October 3: Natalie Jenner on how Austen works her magic 

Natalie Jenner is the internationally bestselling author of The Jane Austen Society and Bloomsbury Girls, which were both instant national bestsellers, Amazon Best Books of the Month, Indie Next Picks and People Magazine Books of the Week. The runner-up for best historical fiction in the 2020 Goodreads Choice Awards, The Jane Austen Society has been sold for translation in over twenty countries and has been optioned for film and television. Born in England and raised in Canada, Natalie has been a corporate lawyer and career coach and once owned an independent bookstore in Oakville, Ontario, where she lives with her family and two rescue dogs.
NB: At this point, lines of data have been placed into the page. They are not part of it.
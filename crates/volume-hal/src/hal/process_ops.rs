//! Process execution helpers.
//!
//! External commands are considered "world-touching" and go through this seam
//! so the udev query can be tested without spawning real processes.

use std::ffi::OsStr;
use std::io;
use std::process::{Command, Output, Stdio};
use volume_error::{ToolFailure, VolumeError, VolumeResult};

/// Process execution trait (external command runner).
pub trait ProcessOps {
    /// Runs `program` to completion and returns its captured output.
    ///
    /// A non-zero exit is not an error here; callers inspect `status`.
    fn command_output(&self, program: &str, args: &[&OsStr]) -> VolumeResult<Output>;
}

/// Runs commands on the host. Blocks until the child exits; no timeout.
#[derive(Debug, Clone, Copy, Default)]
pub struct HostProcess;

impl ProcessOps for HostProcess {
    fn command_output(&self, program: &str, args: &[&OsStr]) -> VolumeResult<Output> {
        Command::new(program)
            .args(args)
            .stdin(Stdio::null())
            .output()
            .map_err(|e| map_command_err(program, e))
    }
}

pub(crate) fn map_command_err(program: &str, err: io::Error) -> VolumeError {
    if err.kind() == io::ErrorKind::NotFound {
        return VolumeError::external_tool(program, ToolFailure::NotFound);
    }
    VolumeError::external_tool(program, ToolFailure::Spawn(err))
}
//! Helpers for data reported by udev.

pub mod properties;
October 10: What Jane Read

Professor emerita Jocelyn Harris took her MA at the University of Otago, New Zealand, and her PhD at the University of London. Always, she tries to catch Jane Austen in the act of creation. Editing Samuel Richardson’s Sir Charles Grandison (1972)  made her realize just how often Austen turned to her favorite book, and in Jane Austen’s Art of Memory (2003), she argued that Austen took whatever she wanted from Richardson, Shakespeare and a host of other authors. In A Revolution Almost Beyond Expression: Jane Austen’s “Persuasion” (2007), Jocelyn looked closely into Austen’s mind by comparing the cancelled chapters with the published ones and enquiring into the social, political, historical and satirical contexts of that novel. More discoveries followed in Satire. Celebrity, and Politics in Jane Austen (2017), where she identified historical moments and actual people in Austen’s fiction. Jocelyn is a frequent speaker JASNA and elsewhere––and now Zoom! 
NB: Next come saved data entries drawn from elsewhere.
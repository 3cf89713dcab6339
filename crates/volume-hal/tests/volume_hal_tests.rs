use std::fs;
use std::os::unix::fs::FileTypeExt;
use std::path::{Path, PathBuf};
use std::sync::Arc;
use std::thread;
use tempfile::tempdir;
use volume_hal::{
    FakeHal, FilesystemAttrs, HalConfig, LinuxHal, ToolFailure, VolumeError, VolumeOps,
};

fn block_devices() -> Vec<PathBuf> {
    let Ok(entries) = fs::read_dir("/dev") else {
        return Vec::new();
    };
    entries
        .flatten()
        .filter(|entry| {
            entry
                .file_type()
                .map(|t| t.is_block_device())
                .unwrap_or(false)
        })
        .map(|entry| entry.path())
        .collect()
}

fn first_block_device() -> Option<PathBuf> {
    block_devices().into_iter().next()
}

#[test]
fn block_device_on_host_is_classified_and_sized() -> anyhow::Result<()> {
    let Some(device) = first_block_device() else {
        return Ok(());
    };
    let hal = LinuxHal::new();
    assert!(hal.is_block(&device)?);

    let size = match hal.block_capacity_bytes(&device) {
        Ok(size) => size,
        // Unprivileged runs or detached devices may refuse the open.
        Err(VolumeError::Open { .. }) => return Ok(()),
        Err(other) => return Err(other.into()),
    };
    assert!(size >= 0);

    let name = device.file_name().unwrap();
    let sysfs_size = Path::new("/sys/class/block").join(name).join("size");
    if let Ok(sectors) = fs::read_to_string(sysfs_size) {
        let sectors: i64 = sectors.trim().parse()?;
        assert_eq!(size, sectors * 512);
    }
    Ok(())
}

#[test]
fn openable_block_devices_always_answer_size_request() {
    let hal = LinuxHal::new();
    for device in block_devices() {
        // Only an unopenable node may fail; once open, the ioctl must be accepted.
        if fs::File::open(&device).is_err() {
            continue;
        }
        match hal.block_capacity_bytes(&device) {
            Ok(size) => assert!(size >= 0, "{}: negative size {}", device.display(), size),
            Err(VolumeError::Open { .. }) => {}
            Err(err) => panic!("{}: {}", device.display(), err),
        }
    }
}

#[test]
fn capacity_errors_distinguish_open_from_query() -> anyhow::Result<()> {
    let tmp = tempdir()?;
    let hal = LinuxHal::new();

    let missing = hal.block_capacity_bytes(&tmp.path().join("missing"));
    assert!(matches!(missing, Err(VolumeError::Open { .. })));

    let image = tmp.path().join("disk.img");
    fs::write(&image, vec![0u8; 1 << 16])?;
    let regular = hal.block_capacity_bytes(&image);
    assert!(matches!(regular, Err(VolumeError::Query { .. })));
    Ok(())
}

#[test]
fn is_block_rejects_non_devices_and_reports_lookup_failures() -> anyhow::Result<()> {
    let tmp = tempdir()?;
    let hal = LinuxHal::new();
    let file = tmp.path().join("file");
    let link = tmp.path().join("link");
    fs::write(&file, b"x")?;
    std::os::unix::fs::symlink(&file, &link)?;

    assert!(!hal.is_block(&file)?);
    assert!(!hal.is_block(tmp.path())?);
    assert!(!hal.is_block(&link)?);
    assert!(matches!(
        hal.is_block(&tmp.path().join("missing")),
        Err(VolumeError::Lookup { .. })
    ));
    Ok(())
}

#[test]
fn fake_udevadm_output_yields_attrs() -> anyhow::Result<()> {
    let hal = LinuxHal::with_runner(HalConfig::new(), FakeHal::new());
    hal.runner().push_output(
        "ID_FS_UUID=11111111-2222-3333-4444-555555555555\nID_FS_LABEL=mydata\n",
        0,
    );

    let attrs = hal.filesystem_attrs(Path::new("/dev/sdc1"))?;
    assert_eq!(
        attrs,
        FilesystemAttrs {
            uuid: "11111111-2222-3333-4444-555555555555".to_string(),
            label: "mydata".to_string(),
        }
    );
    Ok(())
}

#[test]
fn fake_udevadm_failure_is_external_tool_error() {
    let hal = LinuxHal::with_runner(HalConfig::new(), FakeHal::new());
    hal.runner().push_output("", 1);

    let err = hal.filesystem_attrs(Path::new("/dev/sdc1")).unwrap_err();
    assert!(matches!(
        err,
        VolumeError::ExternalTool {
            cause: ToolFailure::Exit { code: Some(1), .. },
            ..
        }
    ));
}

#[test]
fn real_process_exit_status_is_checked() {
    let hal = LinuxHal::with_config(HalConfig::new().with_udevadm("false"));
    let err = hal.filesystem_attrs(Path::new("/dev/sda1")).unwrap_err();
    assert!(matches!(
        err,
        VolumeError::ExternalTool {
            cause: ToolFailure::Exit { .. },
            ..
        }
    ));
}

#[test]
fn real_process_with_empty_output_yields_empty_attrs() -> anyhow::Result<()> {
    let hal = LinuxHal::with_config(HalConfig::new().with_udevadm("true"));
    let attrs = hal.filesystem_attrs(Path::new("/dev/sda1"))?;
    assert_eq!(attrs, FilesystemAttrs::default());
    Ok(())
}

#[test]
fn real_process_output_is_parsed_strictly() {
    // `echo` prints its arguments: "info -q property /dev/sda1", which has no '='.
    let hal = LinuxHal::with_config(HalConfig::new().with_udevadm("echo"));
    let err = hal.filesystem_attrs(Path::new("/dev/sda1")).unwrap_err();
    match err {
        VolumeError::Parse { line_no, line } => {
            assert_eq!(line_no, 1);
            assert_eq!(line, "info -q property /dev/sda1");
        }
        other => panic!("expected Parse, got {other:?}"),
    }
}

#[test]
fn missing_udevadm_is_external_tool_error() {
    let hal = LinuxHal::with_config(HalConfig::new().with_udevadm("/nonexistent/udevadm"));
    let err = hal.filesystem_attrs(Path::new("/dev/sda1")).unwrap_err();
    assert!(matches!(
        err,
        VolumeError::ExternalTool {
            cause: ToolFailure::NotFound,
            ..
        }
    ));
}

#[test]
fn queries_run_concurrently_on_shared_hal() {
    let hal = Arc::new(LinuxHal::with_runner(HalConfig::new(), FakeHal::new()));
    for _ in 0..8 {
        hal.runner().push_output("ID_FS_UUID=u\nID_FS_LABEL=l\n", 0);
    }

    let handles: Vec<_> = (0..8)
        .map(|i| {
            let hal = Arc::clone(&hal);
            thread::spawn(move || {
                let device = PathBuf::from(format!("/dev/vd{}", (b'a' + i) as char));
                hal.filesystem_attrs(&device).unwrap()
            })
        })
        .collect();

    for handle in handles {
        let attrs = handle.join().unwrap();
        assert_eq!(attrs.uuid, "u");
        assert_eq!(attrs.label, "l");
    }
    assert_eq!(hal.runner().operation_count(), 8);
}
October 17: Claudia L. Johnson on Mr. Collins 

Claudia L. Johnson joined the faculty at Princeton in 1994 and was Chair of the English Department from 2004-2012.  Johnson’s Jane Austen’s Cults and Cultures (Chicago, 2012) won the Christian Gauss Award in 2013.  More recently she has published a deluxe edition of Jane Austen’s The Beautifull Cassandra (Princeton, 2018) in collaboration with artist Leon Steinmetz, and 30 Great Myths about Jane Austen (Blackwell, 2020) in collaboration with Clara Tuite. Her other books include The Blackwell Companion to Jane Austen, ed. with Clara Tuite (Blackwell, 2005), The Cambridge Companion to Mary Wollstonecraft (Cambridge, 2002), Equivocal Beings: Politics, Gender and Sentimentality in the 1790s (Chicago, 1995), which won an Honorable Mention for the MLA Lowell Prize, and Jane Austen: Women, Politics, and the Novel (Chicago, 1988).  In addition she is keenly interested in textual scholarship, and has prepared editions of Jane Austen’s Mansfield Park, Sense and Sensibility, Northanger Abbey and (with Susan Wolfson) Pride and Prejudice. Her research has been supported by major fellowships such as the NEH and the Guggenheim. 
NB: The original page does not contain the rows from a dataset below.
/// Program name used when no override is configured; resolved through `PATH`.
pub const DEFAULT_UDEVADM: &str = "udevadm";

#[derive(Debug, Clone, PartialEq, Eq)]
pub struct HalConfig {
    /// Program invoked as `<udevadm> info -q property <device>`.
    pub udevadm: String,
}

impl HalConfig {
    pub fn new() -> Self {
        Self::default()
    }

    pub fn with_udevadm(mut self, program: impl Into<String>) -> Self {
        self.udevadm = program.into();
        self
    }
}

impl Default for HalConfig {
    fn default() -> Self {
        Self {
            udevadm: DEFAULT_UDEVADM.to_string(),
        }
    }
}
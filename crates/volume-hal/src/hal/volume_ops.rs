//! Volume query contract.

use crate::FilesystemAttrs;
use std::path::Path;
use volume_error::VolumeResult;

/// Block device introspection queries.
///
/// Every call is independent: no state is kept between calls and any handle
/// or child process acquired by a call is released before it returns.
pub trait VolumeOps {
    /// Size of the block device in bytes.
    ///
    /// # Arguments
    /// * `device` - Block device path (e.g., `/dev/sda`)
    fn block_capacity_bytes(&self, device: &Path) -> VolumeResult<i64>;

    /// Whether `path` is a block special file (symlinks are followed).
    fn is_block(&self, path: &Path) -> VolumeResult<bool>;

    /// Filesystem UUID and label for a device, as reported by udev.
    ///
    /// # Arguments
    /// * `device` - Device path (e.g., `/dev/sda1`)
    fn filesystem_attrs(&self, device: &Path) -> VolumeResult<FilesystemAttrs>;
}
//! HAL trait definitions and implementations.
//!
//! This module defines the volume query contract and the process runner seam,
//! and provides both the real (LinuxHal) and fake (FakeHal) backends.

pub mod fake_hal;
pub mod linux_hal;
pub mod process_ops;
pub mod volume_ops;

pub use fake_hal::{FakeHal, Operation};
pub use linux_hal::LinuxHal;
pub use process_ops::{HostProcess, ProcessOps};
pub use volume_ops::VolumeOps;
October 24: Among the Janeites

Deborah Yaffe, an award-winning newspaper journalist and author, has been a passionate Jane Austen fan since first reading Pride and Prejudice at age ten. Her second book, Among the Janeites: A Journey Through the World of Jane Austen Fandom, was published in August 2013. Yaffe holds a bachelor’s degree in humanities from Yale University and a master’s degree in politics, philosophy, and economics from Oxford University in England, which she attended on a Marshall Scholarship.  She works as a freelance writer, has two grown children, and lives in central New Jersey with her husband and her Jane Austen Action Figure.